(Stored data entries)
use axum::{extract::State, routing::{get, post}, Router};

use connect_model::User;
use connect_service::auth::{LoginParams, RegisterParams};
use connect_service::AuthSession;

use crate::error::ApiResult;
use crate::extract::{ApiJson, AuthUser};
use crate::response::Envelope;
use crate::state::AppState;

pub fn router() -> Router<AppState> {
    Router::new()
        .route("/register", post(register))
        .route("/login", post(login))
        .route("/me", get(me))
}

async fn register(
    State(state): State<AppState>,
    ApiJson(params): ApiJson<RegisterParams>,
) -> ApiResult<Envelope<AuthSession>> {
    let session = state.services.auth.register(params).await?;
    Ok(Envelope::created(session).with_message("User registered successfully"))
}

async fn login(
    State(state): State<AppState>,
    ApiJson(params): ApiJson<LoginParams>,
) -> ApiResult<Envelope<AuthSession>> {
    let session = state.services.auth.login(params).await?;
    Ok(Envelope::ok(session).with_message("Login successful"))
}

async fn me(State(state): State<AppState>, AuthUser(caller): AuthUser) -> ApiResult<Envelope<User>> {
    let user = state.services.auth.me(&caller).await?;
    Ok(Envelope::ok(user).with_message("Current user fetched"))
}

-- Task prompt --
Reproduce every line of the entries above, unchanged, from the very first one down to and including the line containing "use crate::state::AppState;".

-- Finished exercise --
use axum::{extract::State, routing::{get, post}, Router};

use connect_model::User;
use connect_service::auth::{LoginParams, RegisterParams};
use connect_service::AuthSession;

use crate::error::ApiResult;
use crate::extract::{ApiJson, AuthUser};
use crate::response::Envelope;
use crate::state::AppState;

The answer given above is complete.